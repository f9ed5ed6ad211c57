use seq_io::fasta::{Reader, Record};
use std::fmt::{Display, Formatter};

use crate::alphabet::{UTF8_GT, UTF8_SPACE};
use crate::error::InputError;

/// A named protein sequence read from FASTA text.
#[derive(Debug, Clone, PartialEq, Eq)]
pub struct Protein {
    /// The sequence id: the header text up to the first space
    pub name: String,
    /// Whatever follows the id in the header
    pub details: Option<String>,
    /// The residues, with line breaks and whitespace removed
    pub sequence: String,
}

impl Protein {
    /// Parse every record in `text`.
    ///
    /// Anything before the first header line is ignored,
    /// so a stray line of residues doesn't sink the whole input.
    pub fn from_fasta_str(text: &str) -> Result<Vec<Self>, InputError> {
        let bytes = text.as_bytes();

        let start = match first_header_offset(bytes) {
            Some(offset) => offset,
            None => return Ok(vec![]),
        };

        let mut proteins = vec![];
        let mut reader = Reader::new(&bytes[start..]);

        while let Some(record) = reader.next() {
            let record = record.map_err(|e| InputError::MalformedFasta(e.to_string()))?;
            let mut header_bytes = record.head().to_vec();
            let first_space_idx = header_bytes
                .iter()
                .position(|&b| b == UTF8_SPACE || b == b'\t');

            let (name, details) = match first_space_idx {
                Some(idx) => {
                    let details_bytes = header_bytes.split_off(idx + 1);
                    header_bytes.pop();
                    (
                        utf8_string(header_bytes)?,
                        Some(utf8_string(details_bytes)?.trim().to_string()),
                    )
                }
                None => (utf8_string(header_bytes)?, None),
            };

            let mut sequence_bytes = vec![];
            for line in record.seq_lines() {
                sequence_bytes.extend(line.iter().filter(|b| !b.is_ascii_whitespace()));
            }

            proteins.push(Protein {
                name: name.trim_end().to_string(),
                details,
                sequence: utf8_string(sequence_bytes)?,
            });
        }

        Ok(proteins)
    }

    pub fn length(&self) -> usize {
        self.sequence.chars().count()
    }
}

fn first_header_offset(bytes: &[u8]) -> Option<usize> {
    if bytes.first() == Some(&UTF8_GT) {
        return Some(0);
    }
    bytes
        .windows(2)
        .position(|w| w[0] == b'\n' && w[1] == UTF8_GT)
        .map(|pos| pos + 1)
}

fn utf8_string(bytes: Vec<u8>) -> Result<String, InputError> {
    String::from_utf8(bytes)
        .map_err(|_| InputError::MalformedFasta("header or sequence is not UTF-8".to_string()))
}

impl Display for Protein {
    fn fmt(&self, f: &mut Formatter<'_>) -> std::fmt::Result {
        write!(f, ">{}", self.name)?;

        if let Some(ref details) = self.details {
            write!(f, " {details}")?
        };

        writeln!(f)?;

        let mut iter = self.sequence.as_bytes().chunks(80).peekable();

        while let Some(chunk) = iter.next() {
            match std::str::from_utf8(chunk) {
                Ok(seq_line) => {
                    write!(f, "{}", seq_line)?;
                    if iter.peek().is_some() {
                        writeln!(f)?;
                    }
                }
                Err(_) => return Err(std::fmt::Error),
            }
        }
        Ok(())
    }
}

#[cfg(test)]
mod tests {
    use super::*;
    use assert2::{check, let_assert};

    #[test]
    fn test_parse_records() -> anyhow::Result<()> {
        let text = ">sp|P01308 Insulin precursor\nMALWMRLLPL\nLALLALWGPD\n>second\nSIINFEKL\n";
        let proteins = Protein::from_fasta_str(text)?;

        check!(proteins.len() == 2);
        check!(proteins[0].name == "sp|P01308");
        check!(proteins[0].details.as_deref() == Some("Insulin precursor"));
        check!(proteins[0].sequence == "MALWMRLLPLLALLALWGPD");
        check!(proteins[1].name == "second");
        check!(proteins[1].details == None);
        check!(proteins[1].sequence == "SIINFEKL");
        Ok(())
    }

    #[test]
    fn test_crlf_and_blank_lines() -> anyhow::Result<()> {
        let text = ">a\r\nSIIN\r\nFEKL\r\n\r\n>b\r\nGILGFVFTL\r\n";
        let proteins = Protein::from_fasta_str(text)?;

        check!(proteins.len() == 2);
        check!(proteins[0].name == "a");
        check!(proteins[0].sequence == "SIINFEKL");
        check!(proteins[1].sequence == "GILGFVFTL");
        Ok(())
    }

    #[test]
    fn test_leading_text_is_ignored() -> anyhow::Result<()> {
        let proteins = Protein::from_fasta_str("junk line\n>a\nSIINFEKL")?;
        check!(proteins.len() == 1);
        check!(proteins[0].sequence == "SIINFEKL");
        Ok(())
    }

    #[test]
    fn test_no_header_line() {
        let_assert!(Ok(proteins) = Protein::from_fasta_str("SIIN>FEKL"));
        check!(proteins.is_empty());
    }

    #[test]
    fn test_display() -> anyhow::Result<()> {
        let protein = Protein {
            name: "a".to_string(),
            details: Some("desc".to_string()),
            sequence: "A".repeat(100),
        };
        let text = protein.to_string();
        check!(text.lines().count() == 3);
        check!(Protein::from_fasta_str(&text)? == vec![protein]);
        Ok(())
    }
}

= = = =

Find every line in the records above that holds the word "MalformedFasta", and copy each one.

            let record = record.map_err(|e| InputError::MalformedFasta(e.to_string()))?;
        .map_err(|_| InputError::MalformedFasta("header or sequence is not UTF-8".to_string()))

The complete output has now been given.